Required action:
Where a line in the listing below holds the word "engine", count that line; give the total alone.

Records for the exercise:
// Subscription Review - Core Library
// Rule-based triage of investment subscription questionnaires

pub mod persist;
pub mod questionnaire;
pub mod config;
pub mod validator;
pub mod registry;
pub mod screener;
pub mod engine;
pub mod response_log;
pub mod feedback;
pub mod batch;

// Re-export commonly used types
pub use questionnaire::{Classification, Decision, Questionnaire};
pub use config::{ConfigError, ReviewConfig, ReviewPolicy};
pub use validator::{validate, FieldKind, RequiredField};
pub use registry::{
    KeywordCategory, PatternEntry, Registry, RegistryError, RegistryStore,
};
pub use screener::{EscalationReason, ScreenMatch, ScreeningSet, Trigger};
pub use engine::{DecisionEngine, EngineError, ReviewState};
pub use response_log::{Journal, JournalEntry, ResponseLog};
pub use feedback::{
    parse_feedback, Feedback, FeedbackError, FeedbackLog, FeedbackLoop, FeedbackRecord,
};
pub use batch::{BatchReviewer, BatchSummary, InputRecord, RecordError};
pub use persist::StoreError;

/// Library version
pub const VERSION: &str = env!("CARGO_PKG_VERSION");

Answer area:
2